The "Six" modeled for this review was one of the early production aircraft assigned to the Air Force Flight Test Center at Edwards AFB CA. Aircraft #56-0467 was flown by USAF Major Joseph W. Rogers to a world single-engine speed record of 1525 mph in December 1959. My model attempts to represent that aircraft at the time it broke the world record, with many thanks to Caracal Decals for their stickers.
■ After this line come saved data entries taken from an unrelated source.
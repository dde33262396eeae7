use std::path::PathBuf;

use serde::{Deserialize, Serialize};
use url::Url;

pub const DEFAULT_API_URL: &str = "https://developer-api.nest.com";
pub const DEFAULT_MINUTES: u64 = 10;
pub const DEFAULT_OUTPUT: &str = "nest.tsv";
pub const DEFAULT_LAST_OUTPUT: &str = "nest_last.json";
/// Largest poll interval whose length in seconds still fits a `u64`.
pub const MAX_MINUTES: u64 = u64::MAX / 60;

#[derive(Debug, thiserror::Error, PartialEq, Eq)]
pub enum ConfigError {
    #[error("must provide a thermostat id")]
    MissingThermostatId,
    #[error("must provide a token")]
    MissingToken,
    #[error("minutes parameter is not a parseable number: {0:?}")]
    InvalidMinutes(String),
    #[error("minutes parameter must be at least 1")]
    MinutesTooSmall,
    #[error("minutes parameter must be at most {}", MAX_MINUTES)]
    MinutesTooLarge,
    #[error("debug flag is not a boolean: {0:?}")]
    InvalidDebug(String),
    #[error("invalid {field} url: {value:?}")]
    InvalidUrl { field: &'static str, value: String },
}

/// Settings for one run of the watchdog. Built once, never mutated while polling.
#[derive(Debug, Clone, PartialEq, Eq)]
pub struct WatchdogConfig {
    pub thermostat_id: String,
    pub token: String,
    pub minutes: u64,
    pub output: PathBuf,
    pub last_output: PathBuf,
    pub debug: bool,
    pub webhook_post: Option<String>,
    pub webhook_get: Option<String>,
    pub api_url: String,
}

impl WatchdogConfig {
    pub fn interval(&self) -> std::time::Duration {
        std::time::Duration::from_secs(self.minutes.saturating_mul(60))
    }

    /// Layers `overrides` on top of an optional config file and validates the result.
    pub fn resolve(
        file: Option<ConfigFile>,
        overrides: ConfigOverrides,
    ) -> Result<Self, ConfigError> {
        let file = file.unwrap_or_default();

        let thermostat_id = pick(overrides.thermostat_id, file.thermostat_id)
            .ok_or(ConfigError::MissingThermostatId)?;
        let token = pick(overrides.token, file.token).ok_or(ConfigError::MissingToken)?;

        let minutes = match non_empty(overrides.minutes) {
            Some(raw) => parse_minutes(&raw)?,
            None => match file.minutes {
                Some(minutes) if minutes >= 1 => bounded_minutes(minutes)?,
                _ => DEFAULT_MINUTES,
            },
        };

        let debug = match non_empty(overrides.debug) {
            Some(raw) => parse_flag(&raw)?,
            None => file.debug.unwrap_or(false),
        };

        let output = pick(overrides.output, file.output).unwrap_or_else(|| DEFAULT_OUTPUT.into());
        let last_output = pick(overrides.last_output, file.last_output)
            .unwrap_or_else(|| DEFAULT_LAST_OUTPUT.into());

        let webhook_post = pick(overrides.webhook_post, file.webhook_post)
            .map(|url| validate_url("webhook-post", url))
            .transpose()?;
        let webhook_get = pick(overrides.webhook_get, file.webhook_get)
            .map(|url| validate_url("webhook-get", url))
            .transpose()?;
        let api_url = validate_url(
            "api",
            pick(overrides.api_url, file.api_url).unwrap_or_else(|| DEFAULT_API_URL.into()),
        )?
        .trim_end_matches('/')
        .to_owned();

        Ok(Self {
            thermostat_id,
            token,
            minutes,
            output: output.into(),
            last_output: last_output.into(),
            debug,
            webhook_post,
            webhook_get,
            api_url,
        })
    }
}

/// On-disk JSON layout. Every key is optional.
#[derive(Debug, Clone, Default, Serialize, Deserialize)]
pub struct ConfigFile {
    #[serde(default)]
    pub thermostat_id: Option<String>,
    #[serde(default)]
    pub token: Option<String>,
    #[serde(default)]
    pub minutes: Option<i64>,
    #[serde(default)]
    pub output: Option<String>,
    #[serde(default)]
    pub last_output: Option<String>,
    #[serde(default)]
    pub debug: Option<bool>,
    #[serde(default)]
    pub webhook_post: Option<String>,
    #[serde(default)]
    pub webhook_get: Option<String>,
    #[serde(default)]
    pub api_url: Option<String>,
}

/// Raw override values, typically read from the environment. Empty strings count as unset.
#[derive(Debug, Clone, Default)]
pub struct ConfigOverrides {
    pub thermostat_id: Option<String>,
    pub token: Option<String>,
    pub minutes: Option<String>,
    pub output: Option<String>,
    pub last_output: Option<String>,
    pub debug: Option<String>,
    pub webhook_post: Option<String>,
    pub webhook_get: Option<String>,
    pub api_url: Option<String>,
}

fn non_empty(value: Option<String>) -> Option<String> {
    value
        .map(|value| value.trim().to_owned())
        .filter(|value| !value.is_empty())
}

fn pick(primary: Option<String>, fallback: Option<String>) -> Option<String> {
    non_empty(primary).or_else(|| non_empty(fallback))
}

fn parse_minutes(raw: &str) -> Result<u64, ConfigError> {
    let minutes = raw
        .parse::<i64>()
        .map_err(|_| ConfigError::InvalidMinutes(raw.to_owned()))?;
    if minutes < 1 {
        return Err(ConfigError::MinutesTooSmall);
    }
    bounded_minutes(minutes)
}

fn bounded_minutes(minutes: i64) -> Result<u64, ConfigError> {
    u64::try_from(minutes)
        .ok()
        .filter(|minutes| *minutes <= MAX_MINUTES)
        .ok_or(ConfigError::MinutesTooLarge)
}

fn parse_flag(raw: &str) -> Result<bool, ConfigError> {
    match raw.to_ascii_lowercase().as_str() {
        "1" | "true" | "yes" | "on" => Ok(true),
        "0" | "false" | "no" | "off" => Ok(false),
        _ => Err(ConfigError::InvalidDebug(raw.to_owned())),
    }
}

/// Accepts absolute `http`/`https` URLs with a host. The original text is kept.
fn validate_url(field: &'static str, value: String) -> Result<String, ConfigError> {
    let usable = Url::parse(&value).is_ok_and(|url| {
        matches!(url.scheme(), "http" | "https") && url.host_str().is_some_and(|host| !host.is_empty())
    });

    if usable {
        Ok(value)
    } else {
        Err(ConfigError::InvalidUrl { field, value })
    }
}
Construction of the venerable Hasegawa "Six" is straight forward and holds no big surprises. Although a little long of tooth, its accurate in dimension and shape is limited by heavy handed details such as boiler plate rivets heavy panel lines and cockpit. The one True Scale modelers have been building the Hasegawa kit for decades while waiting and hoping for a more advanced kit; such as the one recently provided by Meng. The Meng kit is very nice, a welcome update from the Hasegawa. But, with a number of Hasegawa kits in my stash, I wanted to show that with a little patience, and help from state-of-the art decals, the old girl can still be a decent model of the "Six," and at a fraction of the cost.
To represent Major Joe Rogers's record-setting steed, I used standard modeling techniques and procedures, filling and sanding joins, panel lines and rivets. The model was primed with Tamiya rattle can gray and finished with Model Master gloss Canadian Voodoo Gray, slightly darkened with gloss black. Test orange color was Testor's small square bottle Orange #1127 applied over a white primer. Proof of concept was the scheme and decals provided in the excellent Caracal Decals package
I found the Hasegawa kit easy to build and enjoyable as an old friend. The Caracal Decals were my inspiration and I'm quite happy with the resulting model on my shelf.